I followed the link - and with some great trepidation clicked on the "photos" link (they were photos of a covered-wagon journey - phew!).

Then I went to amazon.com, and pasted the book title into the search box.

To be treated to such titles as:
  • Up Shit Creek: A Collection of Horrifyingly True Wilderness Toilet Misadventures (wonder if Lieu contributed to that one? )
  • How to Have Sex in the Woods (step 1: don't let your partner see you using either of the earlier titles!)
  • Who Cut the Cheese: A Cultural History of the Fart (originally published as the intro to one of the shit-related books?)
  • Sex in a Tent: A Wild Couple's Guide to Getting Naughty in Nature (not gonna be needed, unless the shit-related books give sufficient info on cleaning up)
  • What's Your Poo Telling You? (it's telling you to go take a hike!)
  • Pride and Prejudice and Zombies: The Classic Regency Romance - Now with Ultraviolent Zombie Mayhem! by Jane Austen and Seth Grahame-Smith (not sure what this has to do with shitting in the woods... but it's got romance AND zombies - what's not to love?)
  • How to Die in the Outdoors: 100 Interesting Ways (one of which must involve getting trampled by angry deer who've come to investigate the sudden stench).
Back to the OP: I haven't.
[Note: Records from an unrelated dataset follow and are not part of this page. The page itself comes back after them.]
use std::fmt;

use tracing::trace;

use crate::{Category, FeedbackTally};

type Listener = Box<dyn FnMut(&FeedbackTally)>;

/// Owner of a session's [`FeedbackTally`] that tells dependent views when
/// it changes.
///
/// Listeners run synchronously, in subscription order, once per successful
/// record. Ignored keys never notify.
#[derive(Default)]
pub struct TallyStore {
    tally: FeedbackTally,
    listeners: Vec<Listener>,
}

impl TallyStore {
    /// Creates a store with an all-zero tally and no listeners.
    pub fn new() -> Self {
        Self::default()
    }

    /// The current tally
    pub fn tally(&self) -> &FeedbackTally {
        &self.tally
    }

    /// Registers `listener` to be called with the tally after every change.
    pub fn subscribe(&mut self, listener: impl FnMut(&FeedbackTally) + 'static) {
        self.listeners.push(Box::new(listener));
    }

    /// Records feedback for `category` and notifies listeners.
    pub fn record(&mut self, category: Category) {
        self.tally.record(category);
        self.notify();
    }

    /// Records feedback for the category named by `key`.
    ///
    /// Unknown keys are ignored and do not notify.
    pub fn record_key(&mut self, key: &str) -> Option<Category> {
        let category = self.tally.record_key(key)?;
        self.notify();
        Some(category)
    }

    fn notify(&mut self) {
        trace!(listeners = self.listeners.len(), "Notifying tally listeners");

        let tally = self.tally;
        for listener in self.listeners.iter_mut() {
            listener(&tally);
        }
    }
}

impl fmt::Debug for TallyStore {
    fn fmt(&self, f: &mut fmt::Formatter<'_>) -> fmt::Result {
        f.debug_struct("TallyStore")
            .field("tally", &self.tally)
            .field("listeners", &self.listeners.len())
            .finish()
    }
}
Ever. Being of a non-penis-bearing configuration, it's trickier anyway, and having crappy (er, bad choice of words there) knees, squatting AIN'T gonna happen too well. I fear I'd have to strip buck nekkid below the waste and do the nasty while standing.

In my younger days, when camping actually *happened*, I always managed to hold it while away from facilities. Nowadays, I don't even put myself in that situation. Heck, I don't even like outhouses (but will use them if absolutely forced to).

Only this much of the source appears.